TO DO: What lines below mention the word "ErrorCode"? Copy each one.

RECORDS TO USE:
>>>>
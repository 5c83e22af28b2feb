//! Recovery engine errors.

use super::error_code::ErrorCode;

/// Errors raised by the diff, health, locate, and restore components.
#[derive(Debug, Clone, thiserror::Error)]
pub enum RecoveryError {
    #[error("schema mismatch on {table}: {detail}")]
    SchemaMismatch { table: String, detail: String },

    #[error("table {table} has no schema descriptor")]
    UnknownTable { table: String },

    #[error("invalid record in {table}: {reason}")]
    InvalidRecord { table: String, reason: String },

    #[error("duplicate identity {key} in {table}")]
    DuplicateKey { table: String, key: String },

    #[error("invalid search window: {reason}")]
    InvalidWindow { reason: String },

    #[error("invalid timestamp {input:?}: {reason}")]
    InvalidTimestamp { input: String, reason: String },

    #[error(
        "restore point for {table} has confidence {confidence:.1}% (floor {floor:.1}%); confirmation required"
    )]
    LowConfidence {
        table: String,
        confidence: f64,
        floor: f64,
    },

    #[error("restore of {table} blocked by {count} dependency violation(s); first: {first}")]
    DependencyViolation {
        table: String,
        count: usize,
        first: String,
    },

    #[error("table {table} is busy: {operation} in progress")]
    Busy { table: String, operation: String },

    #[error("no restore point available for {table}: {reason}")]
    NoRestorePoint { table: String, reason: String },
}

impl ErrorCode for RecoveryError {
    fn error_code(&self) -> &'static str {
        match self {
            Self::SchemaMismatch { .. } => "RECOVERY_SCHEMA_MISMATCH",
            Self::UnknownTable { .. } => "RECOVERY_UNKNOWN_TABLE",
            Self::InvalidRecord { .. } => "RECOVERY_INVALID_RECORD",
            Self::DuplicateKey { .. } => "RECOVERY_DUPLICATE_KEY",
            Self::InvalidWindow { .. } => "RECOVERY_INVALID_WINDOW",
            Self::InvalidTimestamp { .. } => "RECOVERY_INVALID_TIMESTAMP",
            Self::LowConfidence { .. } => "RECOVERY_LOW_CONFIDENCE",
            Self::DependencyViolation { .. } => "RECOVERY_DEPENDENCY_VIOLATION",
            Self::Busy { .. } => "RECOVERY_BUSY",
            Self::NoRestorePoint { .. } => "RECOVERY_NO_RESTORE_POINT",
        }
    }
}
<<<<
>>>>
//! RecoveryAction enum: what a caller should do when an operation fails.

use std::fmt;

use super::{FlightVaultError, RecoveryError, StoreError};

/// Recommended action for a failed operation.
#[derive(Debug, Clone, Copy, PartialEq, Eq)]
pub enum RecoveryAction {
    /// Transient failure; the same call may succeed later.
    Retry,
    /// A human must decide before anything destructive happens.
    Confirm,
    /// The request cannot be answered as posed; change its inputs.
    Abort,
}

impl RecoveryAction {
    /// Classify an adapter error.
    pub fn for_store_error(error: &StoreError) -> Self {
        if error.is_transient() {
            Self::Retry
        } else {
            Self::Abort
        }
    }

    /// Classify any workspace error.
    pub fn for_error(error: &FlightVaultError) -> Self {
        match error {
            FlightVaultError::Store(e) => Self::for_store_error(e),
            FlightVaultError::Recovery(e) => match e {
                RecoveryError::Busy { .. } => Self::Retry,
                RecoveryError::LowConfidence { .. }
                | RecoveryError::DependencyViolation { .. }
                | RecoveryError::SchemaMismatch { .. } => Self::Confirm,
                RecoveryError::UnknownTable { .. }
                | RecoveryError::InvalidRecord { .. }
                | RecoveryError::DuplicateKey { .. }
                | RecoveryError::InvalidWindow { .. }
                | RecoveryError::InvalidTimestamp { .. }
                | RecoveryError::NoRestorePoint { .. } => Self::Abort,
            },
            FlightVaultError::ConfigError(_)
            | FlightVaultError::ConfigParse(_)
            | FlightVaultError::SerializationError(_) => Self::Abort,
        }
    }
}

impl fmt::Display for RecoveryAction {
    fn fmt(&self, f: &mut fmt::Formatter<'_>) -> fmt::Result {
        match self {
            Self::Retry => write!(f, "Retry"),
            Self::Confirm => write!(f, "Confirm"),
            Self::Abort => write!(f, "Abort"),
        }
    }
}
<<<<
WRITTEN RESPONSE:
use super::error_code::ErrorCode;
impl ErrorCode for RecoveryError {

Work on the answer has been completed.